Spinning electrons could lead to new electronics
08 August 2016
Among the unusual properties of graphene, one of the most exciting and least understood is the additional degree of freedom experienced by electrons.
It is called the pseudospin and it determines the probability to find electrons on neighbouring carbon atoms. The possibility to control this degree of freedom would allow for new types of experiments, but potentially also enable to use it for electronic applications.
Now, writing in Science, Manchester physicists demonstrate how electrons with well-controlled pseudospin can be injected into graphene. The scientists used two layers of graphene, rotated by a small angle with respect to each other and separated by a thin layer of boron nitride, another two-dimensional material and an excellent insulator.
Applying a strong magnetic field parallel to the graphene layers, the pseudospin state of the tunnelling electrons can be chosen.
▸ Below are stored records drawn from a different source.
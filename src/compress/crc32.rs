//! CRC-32 checksum used by PNG chunk framing (CRC-32/ISO-HDLC).

/// Slicing-by-8 tables for polynomial 0xEDB88320 (reflected 0x04C11DB7).
static CRC_TABLES: std::sync::LazyLock<[[u32; 256]; 8]> = std::sync::LazyLock::new(|| {
    let mut tables = [[0u32; 256]; 8];

    for (i, entry) in tables[0].iter_mut().enumerate() {
        let mut crc = i as u32;
        for _ in 0..8 {
            crc = if (crc & 1) != 0 {
                (crc >> 1) ^ 0xEDB88320
            } else {
                crc >> 1
            };
        }
        *entry = crc;
    }

    for t in 1..8 {
        for i in 0..256 {
            let prev = tables[t - 1][i];
            tables[t][i] = (prev >> 8) ^ tables[0][(prev & 0xFF) as usize];
        }
    }

    tables
});

/// Advance a pre-conditioned (inverted) CRC register over `data`.
#[inline]
fn advance(mut crc: u32, data: &[u8]) -> u32 {
    let tables = &*CRC_TABLES;

    let mut chunks = data.chunks_exact(8);
    for chunk in &mut chunks {
        let low = u32::from_le_bytes([chunk[0], chunk[1], chunk[2], chunk[3]]);
        let high = u32::from_le_bytes([chunk[4], chunk[5], chunk[6], chunk[7]]);

        crc ^= low;

        crc = tables[7][(crc & 0xFF) as usize]
            ^ tables[6][((crc >> 8) & 0xFF) as usize]
            ^ tables[5][((crc >> 16) & 0xFF) as usize]
            ^ tables[4][((crc >> 24) & 0xFF) as usize]
            ^ tables[3][(high & 0xFF) as usize]
            ^ tables[2][((high >> 8) & 0xFF) as usize]
            ^ tables[1][((high >> 16) & 0xFF) as usize]
            ^ tables[0][((high >> 24) & 0xFF) as usize];
    }

    for &b in chunks.remainder() {
        let idx = ((crc ^ b as u32) & 0xFF) as usize;
        crc = (crc >> 8) ^ tables[0][idx];
    }

    crc
}

/// CRC-32 of `data`, as stored in a PNG chunk trailer.
#[inline]
pub fn crc32(data: &[u8]) -> u32 {
    advance(0xFFFF_FFFF, data) ^ 0xFFFF_FFFF
}

/// Running CRC-32 accumulator.
///
/// Chunk writers feed the type code and then every payload piece; merged
/// IDAT output keeps one of these alive across several source chunks.
#[derive(Debug, Clone, Copy, PartialEq, Eq)]
pub struct Crc32 {
    crc: u32,
}

impl Crc32 {
    /// Start a new accumulator.
    pub fn new() -> Self {
        Self { crc: 0xFFFF_FFFF }
    }

    /// Start an accumulator already primed with a chunk type code.
    pub fn for_chunk(chunk_type: &[u8; 4]) -> Self {
        let mut crc = Self::new();
        crc.update(chunk_type);
        crc
    }

    /// Feed more bytes.
    #[inline]
    pub fn update(&mut self, data: &[u8]) {
        self.crc = advance(self.crc, data);
    }

    /// Current checksum value. The accumulator stays usable.
    #[inline]
    pub fn value(&self) -> u32 {
        self.crc ^ 0xFFFF_FFFF
    }
}

impl Default for Crc32 {
    fn default() -> Self {
        Self::new()
    }
}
Graphene was first isolated from graphite at The University of Manchester in 2004. Its range of superlative properties, including strength, conductivity, flexibility and transparency, has paved the way for applications ranging from water filtration to bendable smartphones; from rust-proof coatings to anti-cancer drug delivery systems.
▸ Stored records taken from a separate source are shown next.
//! # pixopt
//!
//! A lossless PNG optimizer.
//!
//! Each input (PNG, or a PNM image to import) is decoded into an in-memory
//! model, reduced where that loses nothing, and re-encoded under every
//! tuple of a parameter space (zlib level, memory level, strategy and PNG
//! filter). The smallest encoding replaces the file, through a backup that
//! is restored if writing fails, and only when it is strictly smaller or a
//! rewrite is required.
//!
//! ## Features
//!
//! - **Branch-and-bound search**: a trial stops as soon as its IDAT grows
//!   past the best size so far
//! - **Hand-written DEFLATE encoder** with zlib-style levels and strategies
//! - **Chunk-preserving**: ancillary chunks are copied to the output in place
//! - **Transactional writes** with `.bak` backups
//!
//! ## Example
//!
//! ```no_run
//! use pixopt::{LogReporter, Optimizer, Options};
//!
//! let options = Options::with_level(2);
//! let mut optimizer = Optimizer::new(options, LogReporter).unwrap();
//! let summary = optimizer.run(&["image.png"]).unwrap();
//! assert!(!summary.has_failures());
//! ```

#![forbid(unsafe_code)]
#![warn(missing_docs)]

pub mod bits;
pub mod commit;
pub mod compress;
pub mod error;
pub mod fsutil;
pub mod image;
pub mod optimizer;
pub mod options;
pub mod params;
pub mod png;
pub mod pnm;
pub mod reduce;
pub mod report;
pub mod search;
pub mod status;
pub mod stream;

pub use error::{Error, ErrorKind, Result};
pub use image::Image;
pub use optimizer::{FileOutcome, Optimizer};
pub use options::Options;
pub use params::{ParamSet, ParamSpace};
pub use png::ColorType;
pub use reduce::{LosslessReducer, Reducer, Reductions};
pub use report::{Event, LogReporter, NullReporter, Reporter, Summary};
pub use status::RunStatus;
//! The stream interceptor: hooks on every tagged unit of PNG I/O.
//!
//! The decoder reports each signature, chunk header, payload and CRC it
//! consumes to a [`ReadHook`], which measures the input and classifies
//! chunks. The encoder emits the same units to a [`WriteHook`], which
//! measures the output, merges IDAT pieces into a single chunk, filters
//! disallowed chunks, and in trial mode aborts as soon as the IDAT size
//! exceeds the current ceiling.

pub mod read;
pub mod write;

pub use read::{ChunkAction, InputSizes, ReadHook};
pub use write::{copy_datastream, ChunkPolicy, OutputSizes, WriteHook, WriteSeek};

/// Which part of the datastream a piece of I/O belongs to.
#[derive(Debug, Clone, Copy, PartialEq, Eq)]
pub enum IoLocation {
    /// The 8-byte PNG signature.
    Signature,
    /// Length and type of a chunk (8 bytes).
    ChunkHeader,
    /// Chunk payload.
    ChunkData,
    /// Chunk CRC (4 bytes).
    ChunkCrc,
}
Combining graphene with other materials, which individually have excellent characteristics complimentary to the extraordinary properties of graphene, has resulted in exciting scientific developments and could produce applications as yet beyond our imagination.
Sir Kostya Novoselov, who along with colleague Sir Andre Geim was awarded the Nobel prize for Physics for their ground-breaking experiments on graphene, believes the findings could have a significant impact.
He said: “Our experiments offer an unprecedented control over the quantum state of the electrons in graphene”.